De nombreux fans ont vu un chevauchement étrange entre ce monde de Stepford folklorique toujours souriant et avide de cote d’étoile et le monde réel d’aujourd’hui, où faire mauvaise figure sur les médias sociaux peut condamner des entreprises et même ruiner des relations. Mais l’attention portée en 2018 par les médias au système de crédit social de la Chine nous a montré que le « Nosedive » pourrait – d’ici 2020 – être encore plus une réalité dans certaines parties du monde. En effet, des rapports indiquent que, sur la base de certains éléments du crédit social actuellement consolidés par le gouvernement chinois, des citoyens ont déjà été privés de droits tels que voyager, louer des hôtels et utiliser des cartes de crédit.
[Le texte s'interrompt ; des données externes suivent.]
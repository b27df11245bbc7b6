//! Typed access to raw cell text.
//!
//! [`FieldType`] is a closed set of value kinds; each variant owns its
//! parse/format rules, with the numeric/temporal kinds delegating to a
//! configurable spec ([`DecimalSpec`], [`DateTimeSpec`], [`DateSpec`],
//! [`TimeSpec`]). Dispatch is a single exhaustive match per operation.
//!
//! Conventions shared by every kind:
//!
//! - a null/blank raw cell parses to [`Value::Null`]
//! - [`Value::Null`] formats to the empty string
//! - numeric kinds trim surrounding whitespace before parsing

pub mod datetime;
pub mod decimal;

use chrono::{NaiveDate, NaiveDateTime, NaiveTime};
use rust_decimal::Decimal;
use thiserror::Error;

pub use datetime::{
    DateSpec, DateTimeFormat, DateTimePreset, DateTimeSpec, MissingPartPolicy, TimeSpec,
};
pub use decimal::{DecimalSpec, Rounding};

/// A cell's parse or format failure. Scoped to the field; it does not by
/// itself abort the row.
#[derive(Debug, Clone, PartialEq, Eq, Error)]
#[error("invalid {kind} value '{raw}': {message}")]
pub struct ValueError {
    /// Field-type name, e.g. `"int"` or `"decimal"`.
    pub kind: &'static str,
    /// The offending raw text (or a description of the offending value).
    pub raw: String,
    /// What went wrong.
    pub message: String,
}

impl ValueError {
    fn new(kind: &'static str, raw: &str, message: impl Into<String>) -> Self {
        Self {
            kind,
            raw: raw.to_string(),
            message: message.into(),
        }
    }
}

/// A single typed cell value.
#[derive(Debug, Clone, PartialEq)]
pub enum Value {
    /// Missing/blank cell.
    Null,
    /// UTF-8 string.
    Str(String),
    /// 32-bit signed integer.
    Int(i32),
    /// 64-bit signed integer.
    Long(i64),
    /// 64-bit float.
    Double(f64),
    /// Arbitrary-precision decimal.
    Decimal(Decimal),
    /// Boolean.
    Bool(bool),
    /// Calendar date.
    Date(NaiveDate),
    /// Date and time without offset.
    DateTime(NaiveDateTime),
    /// Time of day.
    Time(NaiveTime),
}

impl Value {
    /// True for [`Value::Null`].
    pub fn is_null(&self) -> bool {
        matches!(self, Self::Null)
    }
}

/// The closed set of field kinds. Spec-driven kinds carry their spec.
#[derive(Debug, Clone, PartialEq)]
pub enum FieldType {
    /// Raw text, returned as-is.
    Str,
    /// 32-bit integer.
    Int,
    /// 64-bit integer.
    Long,
    /// 64-bit float.
    Double,
    /// Decimal under a [`DecimalSpec`].
    Decimal(DecimalSpec),
    /// Boolean with a fixed truthy token set.
    Boolean,
    /// Date under a [`DateSpec`].
    Date(DateSpec),
    /// Date-time under a [`DateTimeSpec`].
    DateTime(DateTimeSpec),
    /// Time under a [`TimeSpec`].
    Time(TimeSpec),
}

/// Tokens recognized as true by [`FieldType::Boolean`] (case-insensitive).
/// Every other token parses to false, never an error.
const TRUTHY: [&str; 4] = ["true", "1", "y", "yes"];

impl FieldType {
    /// Lower-case kind name used in error messages.
    pub fn name(&self) -> &'static str {
        match self {
            Self::Str => "string",
            Self::Int => "int",
            Self::Long => "long",
            Self::Double => "double",
            Self::Decimal(_) => "decimal",
            Self::Boolean => "boolean",
            Self::Date(_) => "date",
            Self::DateTime(_) => "datetime",
            Self::Time(_) => "time",
        }
    }

    /// Parse raw cell text into a typed [`Value`].
    ///
    /// Blank input parses to [`Value::Null`] for every kind; the decimal kind
    /// additionally honors its spec's allow-blank setting.
    pub fn parse(&self, raw: &str) -> Result<Value, ValueError> {
        if let Self::Decimal(spec) = self {
            // DecimalSpec owns the blank policy.
            return match spec.parse(raw) {
                Ok(Some(v)) => Ok(Value::Decimal(v)),
                Ok(None) => Ok(Value::Null),
                Err(message) => Err(ValueError::new(self.name(), raw, message)),
            };
        }

        if raw.trim().is_empty() {
            return Ok(Value::Null);
        }

        match self {
            Self::Str => Ok(Value::Str(raw.to_string())),
            Self::Int => raw
                .trim()
                .parse::<i32>()
                .map(Value::Int)
                .map_err(|e| ValueError::new(self.name(), raw, e.to_string())),
            Self::Long => raw
                .trim()
                .parse::<i64>()
                .map(Value::Long)
                .map_err(|e| ValueError::new(self.name(), raw, e.to_string())),
            Self::Double => raw
                .trim()
                .parse::<f64>()
                .map(Value::Double)
                .map_err(|e| ValueError::new(self.name(), raw, e.to_string())),
            Self::Boolean => {
                let token = raw.trim().to_lowercase();
                Ok(Value::Bool(TRUTHY.contains(&token.as_str())))
            }
            Self::Date(spec) => match spec.parse(raw) {
                Ok(Some(d)) => Ok(Value::Date(d)),
                Ok(None) => Ok(Value::Null),
                Err(message) => Err(ValueError::new(self.name(), raw, message)),
            },
            Self::DateTime(spec) => match spec.parse(raw) {
                Ok(Some(dt)) => Ok(Value::DateTime(dt)),
                Ok(None) => Ok(Value::Null),
                Err(message) => Err(ValueError::new(self.name(), raw, message)),
            },
            Self::Time(spec) => match spec.parse(raw) {
                Ok(Some(t)) => Ok(Value::Time(t)),
                Ok(None) => Ok(Value::Null),
                Err(message) => Err(ValueError::new(self.name(), raw, message)),
            },
            Self::Decimal(_) => unreachable!("handled above"),
        }
    }

    /// Format a typed [`Value`] back into raw cell text.
    ///
    /// [`Value::Null`] formats to the empty string for every kind; a value of
    /// the wrong kind is a [`ValueError`].
    pub fn format(&self, value: &Value) -> Result<String, ValueError> {
        match (self, value) {
            (_, Value::Null) => Ok(String::new()),
            (Self::Str, Value::Str(s)) => Ok(s.clone()),
            (Self::Int, Value::Int(v)) => Ok(v.to_string()),
            (Self::Long, Value::Long(v)) => Ok(v.to_string()),
            (Self::Double, Value::Double(v)) => Ok(v.to_string()),
            (Self::Decimal(spec), Value::Decimal(v)) => Ok(spec.format(Some(v))),
            (Self::Boolean, Value::Bool(v)) => Ok(v.to_string()),
            (Self::Date(spec), Value::Date(v)) => spec
                .format(v)
                .map_err(|m| ValueError::new(self.name(), &v.to_string(), m)),
            (Self::DateTime(spec), Value::DateTime(v)) => spec
                .format(v)
                .map_err(|m| ValueError::new(self.name(), &v.to_string(), m)),
            (Self::Time(spec), Value::Time(v)) => spec
                .format(v)
                .map_err(|m| ValueError::new(self.name(), &v.to_string(), m)),
            (_, other) => Err(ValueError::new(
                self.name(),
                &format!("{other:?}"),
                format!("value does not match field type '{}'", self.name()),
            )),
        }
    }
}

/// A cell seen through a [`FieldType`]: raw text plus the parse outcome.
#[derive(Debug, Clone, PartialEq)]
pub struct TypedField {
    /// Zero-based column index.
    pub index: usize,
    /// Column name.
    pub name: String,
    /// Raw cell text as tokenized.
    pub raw: String,
    /// The field kind (and spec) the cell was parsed under.
    pub field_type: FieldType,
    /// The parsed value; `None` when parsing failed.
    pub value: Option<Value>,
    /// Parse/validation failures, empty when the field is valid.
    pub errors: Vec<String>,
}

impl TypedField {
    /// Parse `raw` under `field_type`, capturing any failure instead of
    /// returning it.
    pub fn parse(
        index: usize,
        name: impl Into<String>,
        raw: impl Into<String>,
        field_type: FieldType,
    ) -> Self {
        let raw = raw.into();
        let (value, errors) = match field_type.parse(&raw) {
            Ok(v) => (Some(v), Vec::new()),
            Err(e) => (None, vec![e.to_string()]),
        };
        Self {
            index,
            name: name.into(),
            raw,
            field_type,
            value,
            errors,
        }
    }

    /// True when the raw text parsed cleanly.
    pub fn is_valid(&self) -> bool {
        self.errors.is_empty()
    }
}

#[cfg(test)]
mod tests {
    use super::*;

    #[test]
    fn blank_parses_to_null_and_null_formats_to_empty() {
        for ft in [FieldType::Str, FieldType::Int, FieldType::Boolean] {
            assert_eq!(ft.parse("").unwrap(), Value::Null);
            assert_eq!(ft.parse("   ").unwrap(), Value::Null);
            assert_eq!(ft.format(&Value::Null).unwrap(), "");
        }
    }

    #[test]
    fn numeric_kinds_trim_and_fail_on_garbage_or_overflow() {
        assert_eq!(FieldType::Int.parse(" 42 ").unwrap(), Value::Int(42));
        assert!(FieldType::Int.parse("forty-two").is_err());
        // i32 overflow, but a valid i64.
        assert!(FieldType::Int.parse("3000000000").is_err());
        assert_eq!(
            FieldType::Long.parse("3000000000").unwrap(),
            Value::Long(3_000_000_000)
        );
        assert_eq!(
            FieldType::Double.parse(" 1.5 ").unwrap(),
            Value::Double(1.5)
        );
    }

    #[test]
    fn boolean_truthy_set_and_no_errors() {
        for raw in ["true", "TRUE", "1", "y", "Yes"] {
            assert_eq!(FieldType::Boolean.parse(raw).unwrap(), Value::Bool(true));
        }
        for raw in ["false", "0", "nope", "2", "tru"] {
            assert_eq!(FieldType::Boolean.parse(raw).unwrap(), Value::Bool(false));
        }
    }

    #[test]
    fn format_rejects_mismatched_value_kind() {
        let err = FieldType::Int.format(&Value::Str("5".into())).unwrap_err();
        assert!(err.to_string().contains("does not match"));
    }

    #[test]
    fn typed_field_captures_errors_instead_of_failing() {
        let ok = TypedField::parse(0, "id", "7", FieldType::Int);
        assert!(ok.is_valid());
        assert_eq!(ok.value, Some(Value::Int(7)));

        let bad = TypedField::parse(0, "id", "x", FieldType::Int);
        assert!(!bad.is_valid());
        assert_eq!(bad.value, None);
        assert_eq!(bad.errors.len(), 1);
    }
}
Le plan de la Chine a été décrié comme arbitraire et carrément effrayant, et a également fait sourciller les critiques qui se sont demandés si les gouvernements occidentaux ne risquent pas de faire des méandres sur le même territoire – et s’il faut faire quelque chose pour l’empêcher de prendre cette direction. Si l’on imagine un monde dans lequel avoir une opinion dissidente – ou une mauvaise journée – peut avoir un impact, par exemple, sur notre droit à faire les courses, on trouve que « Nosedive » est une rare occasion dans laquelle Black Mirror est plus léger que le monde qu’il reflète.  

 

« Metalhead » et les lois de 2018 sur les DROITS   

L’un des épisodes de Black Mirror les plus distincts sur le plan stylistique, « Metalhead » est un morceau de science-fiction tourné comme un film d’horreur de la vieille école (connaissez-vous Utorrent 2.2 1 ?). Dans un futur post-apocalyptique, une femme fuit une IA meurtrière. Mais le futur dirigé par des robots dans « Metalhead » n’est pas le cauchemar chaotique et explosif que les fans de Terminator associent à un Skynet conscient. Il s’agit plutôt d’un avenir où des androïdes simples, semblables à des chiens, poursuivent leurs proies avec acharnement, chacun de leurs mouvements visant à les traquer et à les tuer. Le look et l’ambiance dépouillés de l’épisode semblent enfoncer le clou – un robot qui ne s’arrête pas est classiquement horrible ; aussi effrayant qu’un Michael Meyers ou un Jason Voorhees de la vie réelle. À l’époque où l’épisode a été réalisé, Boston Dynamics avait déjà fait la démonstration de robots dont la déambulation ressemblait à celle d’un animal et sur lesquels les androïdes de l’émission ont été basés – même s’il convient de noter que les robots non fictifs sont amicaux. Aujourd’hui, les gouvernements et les groupes de défense des droits de l’homme ont commencé à prendre très au sérieux les armes autonomes létales (LAW) comme celles qui sont apparues dans « Metalhead ». Ils ont instauré des interdictions et envisagé des législations pour s’assurer que de telles armes inexplicables et invincibles ne deviennent pas monnaie courante.